Left hand: "You don't need the calories!"

And it continued to make no sense until she told me that it was from Ice Age 3.  And so it is, a quote down the bottom of the page here.

09 June 2011

No Lollies Please, We're Sick

Late last month, I told you about the disaster that occurred when a well-meaning pharmacy assistant offered Jessie and Woody some lollipops.  Your responses empowered me.

Today it was a different illness, a different medication, a different pharmacy, even a different variety of highly-coloured confectionary, but exactly the same situation.  Two garishly purple jelly beans were offered as Woody struggled to get out of my arms and remove all the stock from the ankle-height (!) shelves in the pharmacy while barking a horribly croupy cough that made him sound a little like a demented seal.

This time, thanks to my wonderful readers, I WAS READY!

"Oh, no thanks!" I politely asserted, "they're sick and they really shouldn't be having ..." etc.

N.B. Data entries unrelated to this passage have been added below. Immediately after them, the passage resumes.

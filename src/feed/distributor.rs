use std::collections::HashMap;
use std::sync::Arc;
use tokio::task::JoinHandle;

use super::{feed_key, split_feed_key, CandleStream, Feeder};
use crate::models::Candle;

/// Callback invoked for every candle delivered to a subscription
pub type CandleConsumer = Arc<dyn Fn(Candle) + Send + Sync>;

#[derive(Clone)]
struct Subscription {
    on_candle_close: bool,
    consumer: CandleConsumer,
}

impl Subscription {
    fn deliver(&self, candle: &Candle) {
        if self.on_candle_close && !candle.complete {
            return;
        }
        (self.consumer)(candle.clone());
    }
}

/// Fan-out of upstream candle streams to subscribers
///
/// One task per (pair, timeframe). Delivery is ordered within a key and consumers run
/// inline on that key's task, so a slow consumer only holds back its own feed.
pub struct DataFeed {
    exchange: Arc<dyn Feeder>,
    feeds: Vec<String>,
    subscriptions: HashMap<String, Vec<Subscription>>,
    streams: HashMap<String, CandleStream>,
    handles: Vec<JoinHandle<()>>,
}

impl DataFeed {
    pub fn new(exchange: Arc<dyn Feeder>) -> Self {
        Self {
            exchange,
            feeds: Vec::new(),
            subscriptions: HashMap::new(),
            streams: HashMap::new(),
            handles: Vec::new(),
        }
    }

    /// Register a consumer for a (pair, timeframe)
    pub fn subscribe(
        &mut self,
        pair: &str,
        timeframe: &str,
        consumer: CandleConsumer,
        on_candle_close: bool,
    ) {
        let key = feed_key(pair, timeframe);
        if !self.feeds.contains(&key) {
            self.feeds.push(key.clone());
        }
        self.subscriptions.entry(key).or_default().push(Subscription {
            on_candle_close,
            consumer,
        });
    }

    /// Push historical candles through the matching consumers, skipping incomplete bars
    pub fn preload(&self, pair: &str, timeframe: &str, candles: &[Candle]) {
        let key = feed_key(pair, timeframe);
        let Some(subscriptions) = self.subscriptions.get(&key) else {
            return;
        };

        tracing::info!(pair, timeframe, "Preloading {} candles", candles.len());
        for candle in candles.iter().filter(|c| c.complete) {
            for subscription in subscriptions {
                (subscription.consumer)(candle.clone());
            }
        }
    }

    /// Open one upstream stream per subscribed key
    pub fn connect(&mut self) {
        tracing::info!("Connecting to the exchange");
        for key in &self.feeds {
            if self.streams.contains_key(key) {
                continue;
            }
            if let Some((pair, timeframe)) = split_feed_key(key) {
                let stream = self.exchange.candles_subscription(pair, timeframe);
                self.streams.insert(key.clone(), stream);
            }
        }
    }

    /// Spawn the per-key forwarding tasks
    ///
    /// With `load_sync` the call returns once every upstream stream has ended.
    pub async fn start(&mut self, load_sync: bool) {
        self.connect();

        for (key, stream) in self.streams.drain() {
            let subscriptions = self.subscriptions.get(&key).cloned().unwrap_or_default();
            self.handles.push(tokio::spawn(forward(key, stream, subscriptions)));
        }

        tracing::info!("Data feed connected");
        if load_sync {
            self.wait().await;
        }
    }

    /// Wait for every running feed task to finish
    pub async fn wait(&mut self) {
        for handle in self.handles.drain(..) {
            if let Err(e) = handle.await {
                tracing::error!("Feed task failed: {}", e);
            }
        }
    }

    /// Subscribed keys in registration order
    pub fn keys(&self) -> &[String] {
        &self.feeds
    }
}

async fn forward(key: String, mut stream: CandleStream, subscriptions: Vec<Subscription>) {
    let mut errors_open = true;

    loop {
        tokio::select! {
            biased;
            candle = stream.data.recv() => match candle {
                Some(candle) => {
                    for subscription in &subscriptions {
                        subscription.deliver(&candle);
                    }
                }
                None => break,
            },
            err = stream.errors.recv(), if errors_open => match err {
                Some(err) => tracing::error!(feed = %key, "Upstream feed error: {}", err),
                None => errors_open = false,
            },
        }
    }

    tracing::debug!(feed = %key, "Feed closed");
}

#[cfg(test)]
mod tests {
    use super::*;
    use crate::error::Error;
    use crate::feed::CsvFeed;
    use chrono::{DateTime, Duration, TimeZone, Utc};
    use std::sync::Mutex;

    fn start_time() -> DateTime<Utc> {
        Utc.with_ymd_and_hms(2021, 1, 1, 0, 0, 0).unwrap()
    }

    fn candles(pair: &str, count: usize) -> Vec<Candle> {
        (0..count)
            .map(|i| {
                let close = 100.0 + i as f64;
                Candle::new(pair, start_time() + Duration::hours(i as i64), close, close, close, close, 1.0)
            })
            .collect()
    }

    fn recorder() -> (CandleConsumer, Arc<Mutex<Vec<Candle>>>) {
        let seen = Arc::new(Mutex::new(Vec::new()));
        let sink = seen.clone();
        (Arc::new(move |c: Candle| sink.lock().unwrap().push(c)), seen)
    }

    /// Feeder that emits a scripted mix of errors and candles
    struct ScriptedFeeder {
        candles: Vec<Candle>,
    }

    impl Feeder for ScriptedFeeder {
        fn last_quote(&self, pair: &str) -> crate::Result<f64> {
            Err(Error::InsufficientData(pair.to_string()))
        }

        fn candles_by_period(
            &self,
            _pair: &str,
            _timeframe: &str,
            _start: DateTime<Utc>,
            _end: DateTime<Utc>,
        ) -> crate::Result<Vec<Candle>> {
            Ok(Vec::new())
        }

        fn candles_by_limit(&self, _pair: &str, _timeframe: &str, _limit: usize) -> crate::Result<Vec<Candle>> {
            Ok(Vec::new())
        }

        fn candles_subscription(&self, _pair: &str, _timeframe: &str) -> CandleStream {
            let (data_tx, err_tx, stream) = CandleStream::channel(16);
            let candles = self.candles.clone();
            tokio::spawn(async move {
                for candle in candles {
                    let _ = err_tx.send(Error::Feed("connection reset".to_string())).await;
                    let _ = data_tx.send(candle).await;
                }
            });
            stream
        }
    }

    #[test]
    fn test_preload_skips_incomplete_and_unsubscribed() {
        let feeder = CsvFeed::from_candles("BTCUSDT", "1h", Vec::new(), "1h").unwrap();
        let mut feed = DataFeed::new(Arc::new(feeder));
        let (consumer, seen) = recorder();
        feed.subscribe("BTCUSDT", "1h", consumer, false);

        let mut history = candles("BTCUSDT", 3);
        history[1].complete = false;
        feed.preload("BTCUSDT", "1h", &history);
        feed.preload("ETHUSDT", "1h", &candles("ETHUSDT", 2));

        let seen = seen.lock().unwrap();
        assert_eq!(seen.len(), 2);
        assert!(seen.iter().all(|c| c.pair == "BTCUSDT" && c.complete));
    }

    #[tokio::test]
    async fn test_start_delivers_in_order_and_respects_close_only() {
        let mut history = candles("BTCUSDT", 4);
        history[2].complete = false;
        let feeder = CsvFeed::from_candles("BTCUSDT", "1h", history, "1h").unwrap();

        let mut feed = DataFeed::new(Arc::new(feeder));
        let (all, seen_all) = recorder();
        let (closed, seen_closed) = recorder();
        feed.subscribe("BTCUSDT", "1h", all, false);
        feed.subscribe("BTCUSDT", "1h", closed, true);

        feed.start(true).await;

        let closes: Vec<f64> = seen_all.lock().unwrap().iter().map(|c| c.close).collect();
        assert_eq!(closes, vec![100.0, 101.0, 102.0, 103.0]);
        // same-timeframe resampling marks everything complete
        assert_eq!(seen_closed.lock().unwrap().len(), 4);
    }

    #[tokio::test]
    async fn test_upstream_errors_do_not_stop_the_feed() {
        let feeder = ScriptedFeeder {
            candles: candles("BTCUSDT", 5),
        };
        let mut feed = DataFeed::new(Arc::new(feeder));
        let (consumer, seen) = recorder();
        feed.subscribe("BTCUSDT", "1h", consumer, false);

        feed.start(true).await;

        assert_eq!(seen.lock().unwrap().len(), 5);
    }

    #[tokio::test]
    async fn test_one_task_per_key() {
        let feeder = ScriptedFeeder {
            candles: candles("BTCUSDT", 2),
        };
        let mut feed = DataFeed::new(Arc::new(feeder));
        let (a, seen_a) = recorder();
        let (b, seen_b) = recorder();
        feed.subscribe("BTCUSDT", "1h", a, false);
        feed.subscribe("ETHUSDT", "4h", b, false);
        assert_eq!(feed.keys().len(), 2);

        feed.start(false).await;
        feed.wait().await;

        assert_eq!(seen_a.lock().unwrap().len(), 2);
        assert_eq!(seen_b.lock().unwrap().len(), 2);
    }
}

The pharmacy assistant looked shocked and chastened.  She did the only thing that she could think of in the heat of the moment - she popped the jelly beans into her own mouth (yurk.)

Victory was mine!  For ten seconds.  Then.

"I'm not sick!!" hissed a scandalised voice in my ear.  "She should give one to me, and not one to Woody because he's sick!"

Complaints in a similar vein assailed me as I paid and hauled everyone back to the car.  Jessie's pleas were falling on deaf ears so she pulled out all the stops, most likely learned from some animated kids movie: "I'm warning you!"

"That's fine, warn me all you like," I countered.  "But I am now on a mission to teach pharmacy ladies that it's probably a bad idea to bribe strangers' children with sugar and then act like they're huge heroes for making them happy.  [Grumble-grumble] ... darn sugar peddlars ... [grumble grumble.]"

As you can see, I have read your wonderful comments and assimilated them into my being.

But, sugary lollies being the short-term emptiness they are, the complaints were quickly forgotten and the huge fuss died down to nothing.  However, since then, the phrase "I'm warning you!" has been pulled out a few more times and I think I might now have to do something about that.

A song for Woody

I should blog more, shouldn't I?  I just enjoy reading YOUR blogs so much, chat to my friends, stalk people on Facebook by hacking into Mr de Elba's Facebook account because I don't have one, and hanging out on My Fitness Pal - what a great site!  And Nowadays instead of siting in my office in the cold, I am snuggled up in my comfy armchair with a ridiculously small laptop which is difficult to type on.  IT's not all that good for blogging.

I would like to dedicate this song to Woody.  It could have been written for him.

01 June 2011

My hairdresser is rubbish

Oh, wait, that was me.
I suppose I'll agree to go to a real hairdresser, like Mum said.